However, the ad missed the mark with Twitter users who posted their brutal reactions in a sign that the rejection of the company’s championing of transgenderism is spreading from Bud Light to regular Bud, as well as competitors like Yuengling that have wisely stayed out of the culture war and stand to benefit by increasing their market share.

The reactions poured in and they weren’t good news for the suits in the executive suites at Anheuser-Busch headquarters.

“In April 1933, August A. Busch, Jr. and Adolphus Busch III surprised their father, August A. Busch, Sr., with the gift of a six-horse Clydesdale hitch to commemorate the repeal of Prohibition of beer,” the company states on its website about the history of Budweiser and the Clydesdales. “Realizing the marketing potential of a horse-drawn beer wagon, the company also arranged to have a second six-horse Clydesdale hitch sent to New York to mark the event. The Clydesdales drew a crowd of thousands on their way to the Empire State Building. After a small ceremony, a case of Budweiser was presented to former Governor Alfred E. Smith in appreciation of his years of service in the fight against Prohibition.”

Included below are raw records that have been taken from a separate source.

impl DlmsConnection {
    pub(crate) fn new(config: ConnectionConfig) -> Self {
        Self {
            config,
            state: ConnectionState::Closed,
            session: None,
            association: None,
            listeners: Vec::new(),
        }
    }

    #[cfg(test)]
    pub(crate) fn config(&self) -> &ConnectionConfig {
        &self.config
    }

    /// Register a listener for the events of every association this
    /// connection opens
    pub fn add_listener(&mut self, listener: Arc<dyn AssociationEventListener>) {
        self.listeners.push(listener);
    }

    pub fn state(&self) -> ConnectionState {
        self.state
    }

    pub fn is_open(&self) -> bool {
        self.state.is_ready()
    }

    pub fn negotiated_conformance(&self) -> Option<Conformance> {
        self.association.as_ref()?.negotiated_conformance()
    }

    pub fn negotiated_max_pdu_size(&self) -> Option<u16> {
        self.association.as_ref()?.negotiated_max_pdu_size()
    }

    pub fn server_system_title(&self) -> Option<&[u8]> {
        self.association.as_ref()?.server_system_title()
    }

    /// Open transport, session and association, including HLS pass 3/4
    ///
    /// # Errors
    /// Transport and framing errors, `AssociationRejected` when the server
    /// refuses the AARQ and `AuthenticationFailed` when HLS fails. No layer
    /// is left open on error.
    pub async fn open(&mut self) -> DlmsResult<()> {
        if self.state.can_close() {
            return Err(DlmsError::InvalidData("Connection is already open".to_string()));
        }
        let session = self.open_session().await?;
        self.session = Some(session);
        self.state = ConnectionState::SessionOpen;

        match self.associate().await {
            Ok(()) => {
                self.state = ConnectionState::Ready;
                info!(
                    "Association with logical device {} established as client {}",
                    self.config.logical_device_id, self.config.client_id
                );
                Ok(())
            }
            Err(e) => {
                warn!("Association failed: {}", e);
                if let Some(association) = self.association.as_mut() {
                    association.abort(&e.to_string());
                }
                self.shutdown_session().await;
                Err(e)
            }
        }
    }

    async fn open_session(&self) -> DlmsResult<Box<dyn SessionLayer>> {
        match &self.config.transport {
            TransportConfig::Tcp(address) => {
                let mut transport = TcpTransport::new(TcpSettings::new(*address));
                transport.open().await?;
                self.start_session(transport).await
            }
            TransportConfig::Udp(address) => {
                let mut transport = UdpTransport::new(UdpSettings::new(*address));
                transport.open().await?;
                self.start_session(transport).await
            }
            TransportConfig::Serial {
                port_name,
                baud_rate,
                mode_e,
            } => {
                let settings = match mode_e {
                    Some(_) => SerialSettings::iec_62056_21(port_name.as_str()),
                    None => SerialSettings::new(port_name.as_str(), *baud_rate),
                };
                let mut transport = SerialTransport::new(settings);
                transport.open().await?;
                if let Some(device_address) = mode_e {
                    mode_e_handshake(&mut transport, device_address).await?;
                }
                self.start_session(transport).await
            }
        }
    }

    async fn start_session<T>(&self, transport: T) -> DlmsResult<Box<dyn SessionLayer>>
    where
        T: StreamAccessor + 'static,
    {
        let config = &self.config;
        match config.session {
            SessionKind::Wrapper => Ok(Box::new(WrapperSession::client(
                transport,
                config.client_id,
                config.logical_device_id,
            ))),
            SessionKind::Hdlc => {
                let link = config
                    .hdlc
                    .ok_or_else(|| DlmsError::Configuration("HDLC link settings missing".to_string()))?;
                let connect = HdlcSession::connect(transport, link.client, link.server, link.parameters);
                let session = match config.timeout {
                    Some(limit) => tokio::time::timeout(limit, connect)
                        .await
                        .map_err(|_| DlmsError::Timeout)??,
                    None => connect.await?,
                };
                Ok(Box::new(session))
            }
        }
    }

    async fn associate(&mut self) -> DlmsResult<()> {
        let mut association = ClientAssociation::new(self.config.association.clone())?;
        for listener in &self.listeners {
            association.add_listener(listener.clone());
        }
        let aarq = association.build_aarq()?;
        self.association = Some(association);

        let aare = self.exchange(&aarq).await?;
        let association = self.association_mut()?;
        association.process_aare(&aare)?;

        if association.needs_hls() {
            let request = association.build_hls_request()?;
            debug!("Sending HLS pass 3");
            let response = self.exchange(&request).await?;
            self.association_mut()?.process_hls_response(&response)?;
        }
        Ok(())
    }

    /// Send one xDLMS request and wait for its response
    ///
    /// The request is ciphered and the response deciphered when the
    /// association uses a ciphered context.
    pub async fn send_request(&mut self, request: &[u8]) -> DlmsResult<Vec<u8>> {
        if !self.state.is_ready() {
            return Err(DlmsError::InvalidData("Connection is not open".to_string()));
        }
        let sealed = self.association_mut()?.seal_request(request.to_vec())?;
        let response = self.exchange(&sealed).await?;
        self.association_mut()?.open_response(&response)
    }

    /// Release the association with RLRQ/RLRE, then close the session
    pub async fn release(&mut self) -> DlmsResult<()> {
        if !self.state.is_ready() {
            return Err(DlmsError::InvalidData("Connection is not open".to_string()));
        }
        let rlrq = self.association_mut()?.build_rlrq()?;
        let result = match self.exchange(&rlrq).await {
            Ok(rlre) => self.association_mut().and_then(|a| a.process_rlre(&rlre)),
            Err(e) => Err(e),
        };
        if let Err(e) = &result {
            if let Some(association) = self.association.as_mut() {
                association.abort(&e.to_string());
            }
        }
        self.shutdown_session().await;
        result
    }

    /// Close without releasing; the server sees the association aborted
    pub async fn close(&mut self) -> DlmsResult<()> {
        if let Some(association) = self.association.as_mut() {
            association.close();
        }
        let result = match self.session.as_mut() {
            Some(session) => session.close().await,
            None => Ok(()),
        };
        self.session = None;
        self.state = ConnectionState::Closed;
        result
    }

    async fn shutdown_session(&mut self) {
        if let Err(e) = self.close().await {
            debug!("Session close failed: {}", e);
        }
    }

    async fn exchange(&mut self, pdu: &[u8]) -> DlmsResult<Vec<u8>> {
        let timeout = self.config.timeout;
        let session = self
            .session
            .as_mut()
            .ok_or_else(|| DlmsError::InvalidData("Session is not open".to_string()))?;
        session.send(pdu).await?;
        match timeout {
            Some(limit) => tokio::time::timeout(limit, session.receive())
                .await
                .map_err(|_| DlmsError::Timeout)?,
            None => session.receive().await,
        }
    }

    fn association_mut(&mut self) -> DlmsResult<&mut ClientAssociation> {
        self.association
            .as_mut()
            .ok_or_else(|| DlmsError::InvalidData("No association".to_string()))
    }
}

“This hitch continued on a tour of New England and the Mid-Atlantic states, thrilling thousands, before stopping in Washington, D.C., in April 1933 to reenact the delivery of one of the first cases of Budweiser to President Franklin Delano Roosevelt,” Anheuser-Busch boasts of the origins of the promotion and a special delivery to the four-term Democrat president whose time in office encompassed both the Great Depression and World War II.